[Collected data]
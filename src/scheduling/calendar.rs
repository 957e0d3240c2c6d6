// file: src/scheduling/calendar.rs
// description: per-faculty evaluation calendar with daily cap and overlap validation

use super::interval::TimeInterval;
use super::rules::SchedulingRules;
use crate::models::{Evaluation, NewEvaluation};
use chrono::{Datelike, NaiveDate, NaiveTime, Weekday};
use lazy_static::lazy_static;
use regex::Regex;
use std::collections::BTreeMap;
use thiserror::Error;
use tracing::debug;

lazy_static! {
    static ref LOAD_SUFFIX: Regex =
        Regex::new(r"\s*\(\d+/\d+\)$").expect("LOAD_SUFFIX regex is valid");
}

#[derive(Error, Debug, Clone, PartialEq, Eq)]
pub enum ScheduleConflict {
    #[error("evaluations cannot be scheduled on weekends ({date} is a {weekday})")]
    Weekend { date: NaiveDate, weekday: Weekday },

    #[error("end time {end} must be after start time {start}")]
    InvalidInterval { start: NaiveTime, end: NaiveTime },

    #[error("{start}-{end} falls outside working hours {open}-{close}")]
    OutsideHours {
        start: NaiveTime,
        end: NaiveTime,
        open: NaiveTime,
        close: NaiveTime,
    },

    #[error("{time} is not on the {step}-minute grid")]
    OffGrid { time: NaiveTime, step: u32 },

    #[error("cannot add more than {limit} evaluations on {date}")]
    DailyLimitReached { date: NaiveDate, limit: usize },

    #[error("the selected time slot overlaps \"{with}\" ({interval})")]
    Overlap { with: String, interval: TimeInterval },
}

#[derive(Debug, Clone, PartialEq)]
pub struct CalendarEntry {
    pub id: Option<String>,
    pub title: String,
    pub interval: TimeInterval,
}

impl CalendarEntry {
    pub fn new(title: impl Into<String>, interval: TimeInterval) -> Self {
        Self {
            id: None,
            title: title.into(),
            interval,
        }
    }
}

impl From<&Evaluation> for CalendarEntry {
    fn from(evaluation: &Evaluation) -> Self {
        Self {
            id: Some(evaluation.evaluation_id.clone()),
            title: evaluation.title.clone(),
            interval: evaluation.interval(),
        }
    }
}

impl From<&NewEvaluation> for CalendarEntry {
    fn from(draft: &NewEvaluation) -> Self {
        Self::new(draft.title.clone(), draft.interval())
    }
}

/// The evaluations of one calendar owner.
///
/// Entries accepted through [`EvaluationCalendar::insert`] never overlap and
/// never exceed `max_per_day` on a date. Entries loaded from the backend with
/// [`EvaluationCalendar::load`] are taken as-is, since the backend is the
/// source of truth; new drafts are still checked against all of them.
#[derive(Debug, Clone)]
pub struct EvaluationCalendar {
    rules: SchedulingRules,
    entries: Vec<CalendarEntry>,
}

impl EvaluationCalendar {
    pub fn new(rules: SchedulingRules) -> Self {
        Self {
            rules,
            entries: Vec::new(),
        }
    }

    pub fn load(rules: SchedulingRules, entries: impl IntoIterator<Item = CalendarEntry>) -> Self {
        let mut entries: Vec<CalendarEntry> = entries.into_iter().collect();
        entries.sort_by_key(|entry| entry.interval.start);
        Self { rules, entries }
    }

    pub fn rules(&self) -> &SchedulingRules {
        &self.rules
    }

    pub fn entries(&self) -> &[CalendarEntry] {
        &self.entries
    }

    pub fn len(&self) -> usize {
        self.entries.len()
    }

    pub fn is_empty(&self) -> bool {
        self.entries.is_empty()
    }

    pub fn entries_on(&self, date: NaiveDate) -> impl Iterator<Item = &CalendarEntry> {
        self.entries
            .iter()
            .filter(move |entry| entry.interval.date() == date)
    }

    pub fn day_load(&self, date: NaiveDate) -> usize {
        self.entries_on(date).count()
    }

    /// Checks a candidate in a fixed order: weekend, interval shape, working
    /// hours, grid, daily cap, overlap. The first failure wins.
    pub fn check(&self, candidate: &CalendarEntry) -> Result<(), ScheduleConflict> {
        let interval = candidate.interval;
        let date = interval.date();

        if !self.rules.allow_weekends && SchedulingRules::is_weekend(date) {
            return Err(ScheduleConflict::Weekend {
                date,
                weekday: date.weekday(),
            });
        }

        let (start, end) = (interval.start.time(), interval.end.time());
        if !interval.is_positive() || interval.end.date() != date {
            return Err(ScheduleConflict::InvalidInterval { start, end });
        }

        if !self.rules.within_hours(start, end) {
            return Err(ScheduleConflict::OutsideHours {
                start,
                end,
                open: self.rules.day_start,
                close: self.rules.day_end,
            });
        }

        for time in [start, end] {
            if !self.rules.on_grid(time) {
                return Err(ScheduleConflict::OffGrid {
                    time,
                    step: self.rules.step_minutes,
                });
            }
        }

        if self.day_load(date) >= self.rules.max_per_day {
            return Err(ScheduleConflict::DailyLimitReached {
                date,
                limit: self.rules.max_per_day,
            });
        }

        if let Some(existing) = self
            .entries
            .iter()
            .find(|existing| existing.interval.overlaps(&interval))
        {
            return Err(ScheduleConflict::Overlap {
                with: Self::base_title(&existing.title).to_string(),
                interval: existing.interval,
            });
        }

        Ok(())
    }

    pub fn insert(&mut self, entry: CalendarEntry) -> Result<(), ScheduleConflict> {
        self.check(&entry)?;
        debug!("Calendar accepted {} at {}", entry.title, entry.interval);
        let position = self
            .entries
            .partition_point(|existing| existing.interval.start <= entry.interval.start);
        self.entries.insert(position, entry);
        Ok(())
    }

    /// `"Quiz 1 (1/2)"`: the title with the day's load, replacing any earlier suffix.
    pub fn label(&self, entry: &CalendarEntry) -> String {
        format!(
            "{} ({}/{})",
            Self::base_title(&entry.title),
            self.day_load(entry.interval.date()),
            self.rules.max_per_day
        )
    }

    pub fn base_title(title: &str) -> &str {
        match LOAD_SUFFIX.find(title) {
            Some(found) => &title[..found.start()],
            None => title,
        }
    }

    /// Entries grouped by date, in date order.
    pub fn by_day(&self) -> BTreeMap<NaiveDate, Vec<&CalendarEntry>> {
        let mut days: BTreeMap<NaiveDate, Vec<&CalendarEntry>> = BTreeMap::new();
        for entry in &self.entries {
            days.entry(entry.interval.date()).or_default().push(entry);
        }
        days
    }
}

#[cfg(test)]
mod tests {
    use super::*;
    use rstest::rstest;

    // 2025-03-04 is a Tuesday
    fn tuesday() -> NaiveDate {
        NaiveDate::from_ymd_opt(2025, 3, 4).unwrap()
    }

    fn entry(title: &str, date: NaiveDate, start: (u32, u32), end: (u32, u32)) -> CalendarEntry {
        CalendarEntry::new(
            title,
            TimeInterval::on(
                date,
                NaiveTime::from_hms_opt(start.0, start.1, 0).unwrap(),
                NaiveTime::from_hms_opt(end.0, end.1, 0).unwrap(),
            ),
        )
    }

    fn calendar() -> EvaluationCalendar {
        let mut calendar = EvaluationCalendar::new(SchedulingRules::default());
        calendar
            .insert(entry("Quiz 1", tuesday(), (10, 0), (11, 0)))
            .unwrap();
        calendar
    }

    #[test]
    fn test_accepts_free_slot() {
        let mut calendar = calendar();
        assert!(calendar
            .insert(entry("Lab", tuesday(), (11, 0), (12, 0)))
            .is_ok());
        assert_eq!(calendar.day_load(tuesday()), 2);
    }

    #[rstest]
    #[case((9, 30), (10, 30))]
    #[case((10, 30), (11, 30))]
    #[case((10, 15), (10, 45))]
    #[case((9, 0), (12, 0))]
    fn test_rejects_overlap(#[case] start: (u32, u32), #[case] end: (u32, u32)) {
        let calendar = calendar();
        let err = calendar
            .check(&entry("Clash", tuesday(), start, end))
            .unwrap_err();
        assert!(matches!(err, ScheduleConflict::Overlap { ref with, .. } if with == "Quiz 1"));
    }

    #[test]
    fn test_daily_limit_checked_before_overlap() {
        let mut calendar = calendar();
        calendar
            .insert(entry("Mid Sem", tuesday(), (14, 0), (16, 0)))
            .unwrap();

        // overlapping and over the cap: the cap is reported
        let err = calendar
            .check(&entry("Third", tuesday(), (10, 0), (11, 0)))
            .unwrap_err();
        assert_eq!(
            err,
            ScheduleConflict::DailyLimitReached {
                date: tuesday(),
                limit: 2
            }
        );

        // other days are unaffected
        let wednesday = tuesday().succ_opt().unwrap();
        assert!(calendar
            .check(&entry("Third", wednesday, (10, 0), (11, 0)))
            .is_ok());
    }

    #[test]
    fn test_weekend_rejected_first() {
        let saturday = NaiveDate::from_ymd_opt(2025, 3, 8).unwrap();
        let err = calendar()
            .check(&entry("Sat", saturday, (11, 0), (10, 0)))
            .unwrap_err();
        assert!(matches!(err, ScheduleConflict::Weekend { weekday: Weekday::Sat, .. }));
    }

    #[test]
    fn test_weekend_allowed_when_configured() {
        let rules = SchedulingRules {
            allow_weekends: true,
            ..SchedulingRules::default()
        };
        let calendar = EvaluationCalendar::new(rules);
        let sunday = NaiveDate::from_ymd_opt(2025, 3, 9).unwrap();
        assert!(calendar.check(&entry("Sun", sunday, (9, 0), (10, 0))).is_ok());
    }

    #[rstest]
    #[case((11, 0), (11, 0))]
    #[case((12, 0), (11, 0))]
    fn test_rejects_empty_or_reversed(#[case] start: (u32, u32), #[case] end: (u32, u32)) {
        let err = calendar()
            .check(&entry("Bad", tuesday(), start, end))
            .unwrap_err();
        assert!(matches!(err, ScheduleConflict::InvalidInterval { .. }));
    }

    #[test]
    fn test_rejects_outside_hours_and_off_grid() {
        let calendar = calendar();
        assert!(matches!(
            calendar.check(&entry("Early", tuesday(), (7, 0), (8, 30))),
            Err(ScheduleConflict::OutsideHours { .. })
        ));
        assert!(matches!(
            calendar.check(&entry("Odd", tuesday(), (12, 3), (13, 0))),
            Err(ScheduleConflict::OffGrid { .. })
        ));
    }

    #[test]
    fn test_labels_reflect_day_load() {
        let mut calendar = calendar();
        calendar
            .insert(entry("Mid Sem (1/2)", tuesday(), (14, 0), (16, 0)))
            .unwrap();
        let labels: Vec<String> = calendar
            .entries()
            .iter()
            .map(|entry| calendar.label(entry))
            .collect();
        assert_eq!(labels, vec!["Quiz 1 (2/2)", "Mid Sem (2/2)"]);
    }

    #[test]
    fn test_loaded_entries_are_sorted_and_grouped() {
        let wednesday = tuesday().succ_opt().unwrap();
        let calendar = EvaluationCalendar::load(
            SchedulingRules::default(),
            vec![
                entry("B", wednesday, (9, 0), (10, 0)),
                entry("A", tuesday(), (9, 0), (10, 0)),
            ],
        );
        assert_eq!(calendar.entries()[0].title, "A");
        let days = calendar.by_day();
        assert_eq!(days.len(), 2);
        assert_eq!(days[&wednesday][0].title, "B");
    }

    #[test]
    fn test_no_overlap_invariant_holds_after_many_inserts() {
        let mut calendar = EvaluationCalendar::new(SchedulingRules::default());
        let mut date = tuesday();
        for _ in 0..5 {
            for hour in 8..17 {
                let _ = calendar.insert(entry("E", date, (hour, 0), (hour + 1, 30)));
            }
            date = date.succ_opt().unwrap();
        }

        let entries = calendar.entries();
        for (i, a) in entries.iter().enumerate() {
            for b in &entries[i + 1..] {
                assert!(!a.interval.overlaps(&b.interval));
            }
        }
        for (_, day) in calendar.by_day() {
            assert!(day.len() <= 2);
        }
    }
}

What to work on: Your answer must be the lines from the first line of the entries above through the line that contains "use lazy_static::lazy_static;", written out exactly.

Written response:
filename src/scheduling/calendar.rs
repository 957e0d3240c2c6d6
// file: src/scheduling/calendar.rs
// description: per-faculty evaluation calendar with daily cap and overlap validation

use super::interval::TimeInterval;
use super::rules::SchedulingRules;
use crate::models::{Evaluation, NewEvaluation};
use chrono::{Datelike, NaiveDate, NaiveTime, Weekday};
use lazy_static::lazy_static;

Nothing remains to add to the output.